▶ **Exercise details**
Among the entries below, how many lines contain the string "NeedsReview"? Only the number is wanted.

::::::::

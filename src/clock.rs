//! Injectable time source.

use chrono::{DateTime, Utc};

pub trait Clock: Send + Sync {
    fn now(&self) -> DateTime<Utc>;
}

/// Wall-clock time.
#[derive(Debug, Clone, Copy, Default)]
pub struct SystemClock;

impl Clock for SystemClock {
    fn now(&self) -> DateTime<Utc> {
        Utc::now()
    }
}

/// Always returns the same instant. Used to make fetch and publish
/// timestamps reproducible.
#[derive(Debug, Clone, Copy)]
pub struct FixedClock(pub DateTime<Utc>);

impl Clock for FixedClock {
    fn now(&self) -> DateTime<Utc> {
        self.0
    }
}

::::::::

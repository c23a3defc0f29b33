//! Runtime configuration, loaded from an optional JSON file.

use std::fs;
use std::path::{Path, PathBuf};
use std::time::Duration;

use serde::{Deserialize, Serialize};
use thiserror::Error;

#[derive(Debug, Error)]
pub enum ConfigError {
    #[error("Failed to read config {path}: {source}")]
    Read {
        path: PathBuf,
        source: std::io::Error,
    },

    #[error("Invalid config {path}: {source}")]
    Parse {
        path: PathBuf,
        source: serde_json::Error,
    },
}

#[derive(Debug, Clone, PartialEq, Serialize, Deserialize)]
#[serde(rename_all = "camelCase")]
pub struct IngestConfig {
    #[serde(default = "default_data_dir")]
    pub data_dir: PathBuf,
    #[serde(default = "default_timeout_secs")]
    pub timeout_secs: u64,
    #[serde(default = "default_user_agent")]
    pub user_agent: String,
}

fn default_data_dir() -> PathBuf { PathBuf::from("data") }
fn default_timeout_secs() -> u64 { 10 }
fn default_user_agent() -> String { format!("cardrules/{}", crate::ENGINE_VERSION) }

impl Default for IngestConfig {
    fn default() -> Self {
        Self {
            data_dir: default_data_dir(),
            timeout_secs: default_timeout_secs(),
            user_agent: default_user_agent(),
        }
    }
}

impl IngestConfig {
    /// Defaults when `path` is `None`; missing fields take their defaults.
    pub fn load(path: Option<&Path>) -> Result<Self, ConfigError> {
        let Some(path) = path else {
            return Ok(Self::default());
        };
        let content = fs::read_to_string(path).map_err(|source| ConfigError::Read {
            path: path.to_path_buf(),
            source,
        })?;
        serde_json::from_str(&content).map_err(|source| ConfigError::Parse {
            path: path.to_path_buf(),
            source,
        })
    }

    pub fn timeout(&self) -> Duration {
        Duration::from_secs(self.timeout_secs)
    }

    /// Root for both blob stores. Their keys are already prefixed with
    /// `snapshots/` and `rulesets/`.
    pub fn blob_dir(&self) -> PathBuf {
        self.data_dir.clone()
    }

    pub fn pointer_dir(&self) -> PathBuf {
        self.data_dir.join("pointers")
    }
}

::::::::

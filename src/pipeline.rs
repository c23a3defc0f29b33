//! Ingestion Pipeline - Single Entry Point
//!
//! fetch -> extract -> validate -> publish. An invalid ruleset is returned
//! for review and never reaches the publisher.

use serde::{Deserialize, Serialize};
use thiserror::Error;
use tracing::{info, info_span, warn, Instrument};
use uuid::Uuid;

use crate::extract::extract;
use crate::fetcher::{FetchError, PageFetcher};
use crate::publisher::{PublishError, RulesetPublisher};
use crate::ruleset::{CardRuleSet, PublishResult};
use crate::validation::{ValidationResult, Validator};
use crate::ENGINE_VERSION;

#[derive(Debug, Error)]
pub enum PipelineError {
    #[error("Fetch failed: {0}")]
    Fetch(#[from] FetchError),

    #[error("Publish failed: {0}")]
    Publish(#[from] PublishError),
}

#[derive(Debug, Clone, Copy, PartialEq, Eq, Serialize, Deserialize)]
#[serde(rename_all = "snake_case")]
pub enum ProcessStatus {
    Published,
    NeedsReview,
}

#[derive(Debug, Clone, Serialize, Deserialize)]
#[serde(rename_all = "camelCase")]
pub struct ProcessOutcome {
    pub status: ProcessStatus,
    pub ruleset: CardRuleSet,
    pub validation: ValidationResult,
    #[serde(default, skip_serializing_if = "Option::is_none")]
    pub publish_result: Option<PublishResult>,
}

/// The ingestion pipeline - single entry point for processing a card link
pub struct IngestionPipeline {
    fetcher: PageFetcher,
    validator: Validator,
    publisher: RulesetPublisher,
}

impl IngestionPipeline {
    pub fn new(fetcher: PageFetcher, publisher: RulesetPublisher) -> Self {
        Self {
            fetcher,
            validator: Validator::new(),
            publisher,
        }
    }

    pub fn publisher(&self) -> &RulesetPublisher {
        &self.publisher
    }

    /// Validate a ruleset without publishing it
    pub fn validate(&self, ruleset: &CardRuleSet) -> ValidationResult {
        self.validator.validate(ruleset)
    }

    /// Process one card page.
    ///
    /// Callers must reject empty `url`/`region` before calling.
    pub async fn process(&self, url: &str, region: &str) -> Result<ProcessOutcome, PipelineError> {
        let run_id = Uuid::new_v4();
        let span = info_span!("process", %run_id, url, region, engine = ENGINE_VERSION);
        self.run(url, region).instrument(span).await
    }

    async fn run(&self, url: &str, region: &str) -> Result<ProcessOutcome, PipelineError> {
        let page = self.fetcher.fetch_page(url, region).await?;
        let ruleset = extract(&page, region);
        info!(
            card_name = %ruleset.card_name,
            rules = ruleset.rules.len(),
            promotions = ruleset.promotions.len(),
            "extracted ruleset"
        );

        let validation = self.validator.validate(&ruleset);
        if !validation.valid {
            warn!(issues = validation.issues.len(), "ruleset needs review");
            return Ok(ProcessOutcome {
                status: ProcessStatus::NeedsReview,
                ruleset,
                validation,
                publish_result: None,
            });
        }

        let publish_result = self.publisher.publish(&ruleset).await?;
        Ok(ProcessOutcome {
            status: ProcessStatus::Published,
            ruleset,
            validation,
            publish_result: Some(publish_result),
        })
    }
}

::::::::

▶ **Answer**
2